ASSIGNMENT:
Every line in the records below with the string "path" is to be copied out.

DATA LISTING:
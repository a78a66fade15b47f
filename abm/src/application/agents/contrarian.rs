//! Contrarian Policy
//!
//! Bets against the last move.
//! Role: Dampens rallies, buys into weakness.
//!
//! Mirror image of the trend follower: a rise of at least the trigger is a
//! sell signal taken with the strong probability, while a fall, a flat
//! move, or a first observation is a buy signal taken with the weak one.

use super::{Action, AgentKind, DecisionPolicy, MarketObservation};
use crate::domain::{Holdings, SimResult, check_fraction, check_probability};
use rand::Rng;
use rust_decimal::Decimal;
use serde::{Deserialize, Serialize};

/// Configuration for the contrarian
#[derive(Debug, Clone, PartialEq, Serialize, Deserialize)]
#[serde(default)]
pub struct ContrarianConfig {
    /// Relative rise since last round that counts as overextended
    pub rise_trigger: Decimal,
    /// Probability of selling into a rise (otherwise do nothing)
    pub sell_probability: f64,
    /// Probability of buying when the price did not rise (otherwise do nothing)
    pub buy_probability: f64,
}

impl Default for ContrarianConfig {
    fn default() -> Self {
        Self {
            rise_trigger: Decimal::new(1, 2), // 1%
            sell_probability: 0.75,
            buy_probability: 0.20,
        }
    }
}

impl ContrarianConfig {
    pub fn validate(&self) -> SimResult<()> {
        check_fraction("contrarian.rise_trigger", self.rise_trigger)?;
        check_probability("contrarian.sell_probability", self.sell_probability)?;
        check_probability("contrarian.buy_probability", self.buy_probability)?;
        Ok(())
    }
}

/// Contrarian policy
#[derive(Debug, Clone, Default)]
pub struct Contrarian {
    config: ContrarianConfig,
    previous_price: Option<Decimal>,
}

impl Contrarian {
    pub fn new(config: ContrarianConfig) -> SimResult<Self> {
        config.validate()?;
        Ok(Self {
            config,
            previous_price: None,
        })
    }

    pub fn config(&self) -> &ContrarianConfig {
        &self.config
    }

    pub fn previous_price(&self) -> Option<Decimal> {
        self.previous_price
    }

    fn is_overextended(&self, observation: &MarketObservation) -> bool {
        self.previous_price
            .and_then(|p| observation.change_from(p))
            .is_some_and(|change| change >= self.config.rise_trigger)
    }
}

impl DecisionPolicy for Contrarian {
    fn decide<R: Rng + ?Sized>(
        &mut self,
        _holdings: &Holdings,
        observation: &MarketObservation,
        rng: &mut R,
    ) -> Action {
        let action = if self.is_overextended(observation) {
            if rng.gen_bool(self.config.sell_probability) {
                Action::Sell
            } else {
                Action::DoNothing
            }
        } else if rng.gen_bool(self.config.buy_probability) {
            Action::Buy
        } else {
            Action::DoNothing
        };

        self.previous_price = Some(observation.price);
        action
    }

    fn kind(&self) -> AgentKind {
        AgentKind::Contrarian
    }
}
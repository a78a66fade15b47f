//! Agent Framework
//!
//! Agents, the actions they take, and the policies that choose them.
//!
//! # Policy Types
//!
//! - **Random**: Draws buy / sell / do nothing independently each round
//! - **TrendFollower**: Buys after a rise, sometimes sells otherwise (amplifies trends)
//! - **Contrarian**: Sells into a rise, sometimes buys otherwise (dampens trends)
//! - **Optimizing**: Buys dips and sells rallies against a moving average,
//!   then liquidates before the run ends

mod action;
mod agent;
mod market_state;
mod policy;

pub use action::{Action, ActionOutcome};
pub use agent::{Agent, AgentBuilder, AgentId};
pub use market_state::MarketObservation;
pub use policy::{AgentKind, DecisionPolicy, Policy};

// Policy implementations
pub mod contrarian;
pub mod momentum;
pub mod noise;
pub mod optimizing;

// Re-export policy types and configs
pub use contrarian::{Contrarian, ContrarianConfig};
pub use momentum::{TrendConfig, TrendFollower};
pub use noise::{RandomPolicy, RandomWeights};
pub use optimizing::{OptimizingConfig, OptimizingPolicy};
//! Bounded price history
//!
//! Keeps the most recent `capacity` observed prices plus the lowest and
//! highest price ever observed (the extrema are not bounded by the window).

use rust_decimal::Decimal;
use std::collections::VecDeque;

#[derive(Debug, Clone)]
pub struct PriceWindow {
    capacity: usize,
    prices: VecDeque<Decimal>,
    lowest: Option<Decimal>,
    highest: Option<Decimal>,
}

impl PriceWindow {
    /// Create an empty window. A zero capacity is treated as one.
    pub fn new(capacity: usize) -> Self {
        let capacity = capacity.max(1);
        Self {
            capacity,
            prices: VecDeque::with_capacity(capacity + 1),
            lowest: None,
            highest: None,
        }
    }

    /// Record a price, dropping the oldest one once the window is full
    pub fn push(&mut self, price: Decimal) {
        self.prices.push_back(price);
        if self.prices.len() > self.capacity {
            self.prices.pop_front();
        }

        if self.lowest.is_none_or(|low| price < low) {
            self.lowest = Some(price);
        }
        if self.highest.is_none_or(|high| price > high) {
            self.highest = Some(price);
        }
    }

    /// Arithmetic mean of the prices currently in the window
    pub fn mean(&self) -> Option<Decimal> {
        if self.prices.is_empty() {
            return None;
        }
        let sum: Decimal = self.prices.iter().sum();
        Some(sum / Decimal::from(self.prices.len()))
    }

    pub fn lowest(&self) -> Option<Decimal> {
        self.lowest
    }

    pub fn highest(&self) -> Option<Decimal> {
        self.highest
    }
}
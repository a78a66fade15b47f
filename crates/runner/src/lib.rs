//! ABM Runner - drives the market simulation
//!
//! Everything around the simulation core:
//!
//! - **Config**: JSON configuration with defaults for every field
//! - **Bootstrap**: Builds the agent population and the market
//! - **Report**: Renders the per-round trace to the log and/or a file
//! - **CLI**: Argument parsing for the `abm-sim` binary
//!
//! ## Flow
//!
//! ```text
//!   config.json + flags
//!          │
//!          ▼
//!  ┌───────────────────┐     ┌───────────────────┐
//!  │ SimulationConfig  │────▶│ SimulationBootstrap│
//!  └───────────────────┘     └─────────┬─────────┘
//!                                      │ Market + agents
//!                                      ▼
//!                            ┌───────────────────┐  RoundReport  ┌───────────────┐
//!                            │    Market::run    │──────────────▶│ TraceReporter │
//!                            └─────────┬─────────┘               └───────────────┘
//!                                      │
//!                                      ▼
//!                              SimulationSummary
//! ```

pub mod bootstrap;
pub mod cli;
pub mod config;
pub mod error;
pub mod report;

pub use bootstrap::{AgentFactory, SimulationBootstrap};
pub use cli::CliArgs;
pub use config::{PolicyParams, PopulationConfig, ReportConfig, SimulationConfig};
pub use error::{ConfigError, RunnerError, RunnerResult};
pub use report::{TRACE_TARGET, TraceReporter, format_record, format_round, to_cents};

use abm::{AgentKind, Market, SimulationSummary};

/// Run a configured simulation to completion
///
/// Builds the market, streams every round into a [`TraceReporter`] set up
/// from `config.report`, and returns the finished market with its summary.
pub fn run_simulation(config: &SimulationConfig) -> RunnerResult<(Market, SimulationSummary)> {
    let mut market = SimulationBootstrap::from_config(config)?;

    let summary = match &config.report.trace_file {
        Some(path) => {
            log::info!("Writing round trace to {}", path.display());
            let mut reporter = TraceReporter::to_file(path, config.report.verbose)?;
            let summary = market.run(&mut reporter)?;
            reporter.flush()?;
            summary
        }
        None => {
            let mut reporter = TraceReporter::new(config.report.verbose);
            market.run(&mut reporter)?
        }
    };

    Ok((market, summary))
}

/// Closing report: optimizing agents first, then the market
pub fn final_report(market: &Market) -> String {
    let mut out = String::new();
    for agent in market
        .agents()
        .iter()
        .filter(|a| a.kind() == AgentKind::Optimizing)
    {
        out.push_str(&format!(
            "Optimizing agent {} final capital: ${:.2}, units: {}\n",
            agent.id(),
            to_cents(agent.capital()),
            agent.inventory()
        ));
    }
    out.push_str(&format!("Final price: ${:.2}\n", to_cents(market.price())));
    out.push_str(&format!("Final stock: {}\n", market.stock()));
    out
}
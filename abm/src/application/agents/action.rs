//! Agent Actions
//!
//! Actions an agent can choose each round, and the outcome of executing one.

use serde::{Deserialize, Serialize};
use std::fmt;

/// Actions an agent can take in a round
#[derive(Debug, Clone, Copy, PartialEq, Eq, Hash, Serialize, Deserialize)]
#[serde(rename_all = "snake_case")]
pub enum Action {
    /// Buy one unit from the market at the current price
    Buy,
    /// Sell one unit back to the market at the current price
    Sell,
    /// Sit the round out
    DoNothing,
}

impl Action {
    /// All actions, in the order used by the random policy
    pub const ALL: [Action; 3] = [Action::Buy, Action::Sell, Action::DoNothing];

    pub fn as_str(&self) -> &'static str {
        match self {
            Action::Buy => "buy",
            Action::Sell => "sell",
            Action::DoNothing => "do_nothing",
        }
    }

    /// Whether this action can move the market if it succeeds
    pub fn is_trade(&self) -> bool {
        !matches!(self, Action::DoNothing)
    }
}

impl fmt::Display for Action {
    fn fmt(&self, f: &mut fmt::Formatter<'_>) -> fmt::Result {
        f.write_str(self.as_str())
    }
}

/// Chosen action and whether it executed
#[derive(Debug, Clone, Copy, PartialEq, Eq, Serialize)]
pub struct ActionOutcome {
    pub action: Action,
    pub success: bool,
}

impl ActionOutcome {
    pub fn new(action: Action, success: bool) -> Self {
        Self { action, success }
    }

    /// A successful buy
    pub fn is_fill_buy(&self) -> bool {
        self.success && self.action == Action::Buy
    }

    /// A successful sell
    pub fn is_fill_sell(&self) -> bool {
        self.success && self.action == Action::Sell
    }
}
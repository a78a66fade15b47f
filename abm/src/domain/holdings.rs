//! Agent holdings
//!
//! Capital and inventory owned by a single agent. Both are non-negative by
//! construction; every mutation goes through a validated path.

use super::error::{SimError, SimResult};
use rust_decimal::Decimal;
use serde::Serialize;

/// Liquid funds and units of the good held by one agent
#[derive(Debug, Clone, PartialEq, Eq, Serialize)]
pub struct Holdings {
    capital: Decimal,
    inventory: u64,
}

impl Holdings {
    /// Create holdings, rejecting negative capital or inventory
    pub fn new(capital: Decimal, inventory: i64) -> SimResult<Self> {
        if capital < Decimal::ZERO {
            return Err(SimError::InvalidCapital(capital));
        }
        let inventory = u64::try_from(inventory).map_err(|_| SimError::InvalidInventory(inventory))?;

        Ok(Self { capital, inventory })
    }

    pub fn capital(&self) -> Decimal {
        self.capital
    }

    pub fn inventory(&self) -> u64 {
        self.inventory
    }

    /// Replace the capital, failing on a negative value
    pub fn set_capital(&mut self, capital: Decimal) -> SimResult<()> {
        if capital < Decimal::ZERO {
            return Err(SimError::InvalidCapital(capital));
        }
        self.capital = capital;
        Ok(())
    }

    /// Replace the inventory, failing on a negative value
    pub fn set_inventory(&mut self, inventory: i64) -> SimResult<()> {
        self.inventory =
            u64::try_from(inventory).map_err(|_| SimError::InvalidInventory(inventory))?;
        Ok(())
    }

    pub fn can_afford(&self, price: Decimal) -> bool {
        self.capital >= price
    }

    pub fn has_inventory(&self) -> bool {
        self.inventory > 0
    }

    /// Pay `price` for one unit. Returns false and leaves both fields
    /// untouched when capital is short.
    pub(crate) fn debit_for_buy(&mut self, price: Decimal) -> bool {
        if !self.can_afford(price) {
            return false;
        }
        self.capital -= price;
        self.inventory += 1;
        true
    }

    /// Receive `price` for one unit. Returns false when nothing is held.
    pub(crate) fn credit_for_sell(&mut self, price: Decimal) -> bool {
        if self.inventory == 0 {
            return false;
        }
        self.capital += price;
        self.inventory -= 1;
        true
    }
}
//! Simulation errors
//!
//! Failed trades are not errors: an agent that cannot afford a unit, has
//! nothing to sell, or finds the market out of stock simply reports
//! `success = false`. Everything here aborts the run.

use rust_decimal::Decimal;
use thiserror::Error;

#[derive(Error, Debug, Clone, PartialEq, Eq)]
pub enum SimError {
    #[error("Capital cannot be negative: {0}")]
    InvalidCapital(Decimal),

    #[error("Inventory cannot be negative: {0}")]
    InvalidInventory(i64),

    #[error("Market price must be positive: {0}")]
    InvalidPrice(Decimal),

    #[error("Market stock cannot be negative: {0}")]
    InvalidStock(i64),

    #[error("Round count cannot be negative: {0}")]
    InvalidRoundCount(i64),

    #[error("Trade price must be positive: {0}")]
    InvalidTradePrice(Decimal),

    #[error("No decision policy attached to agent {0}")]
    MissingPolicy(usize),

    #[error("Invalid parameter {name}: {reason}")]
    InvalidParameter { name: &'static str, reason: String },

    #[error("Unknown agent kind: {0}")]
    UnknownAgentKind(String),

    #[error("Price left the representable decimal range")]
    PriceOutOfRange,

    #[error("Simulation already finished after {0} rounds")]
    Finished(u64),

    #[error("Round report rejected: {0}")]
    Report(String),
}

pub type SimResult<T> = std::result::Result<T, SimError>;

/// Check that a probability parameter lies in `[0, 1]`.
pub(crate) fn check_probability(name: &'static str, value: f64) -> SimResult<()> {
    if !(0.0..=1.0).contains(&value) {
        return Err(SimError::InvalidParameter {
            name,
            reason: format!("probability must be within [0, 1], got {value}"),
        });
    }
    Ok(())
}

/// Check that a relative threshold lies in `[0, 1)`.
pub(crate) fn check_fraction(name: &'static str, value: Decimal) -> SimResult<()> {
    if value < Decimal::ZERO || value >= Decimal::ONE {
        return Err(SimError::InvalidParameter {
            name,
            reason: format!("fraction must be within [0, 1), got {value}"),
        });
    }
    Ok(())
}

EXERCISE RESPONSE:
        Some(path) => {
            log::info!("Writing round trace to {}", path.display());
            let mut reporter = TraceReporter::to_file(path, config.report.verbose)?;
//! construction; every mutation goes through a validated path.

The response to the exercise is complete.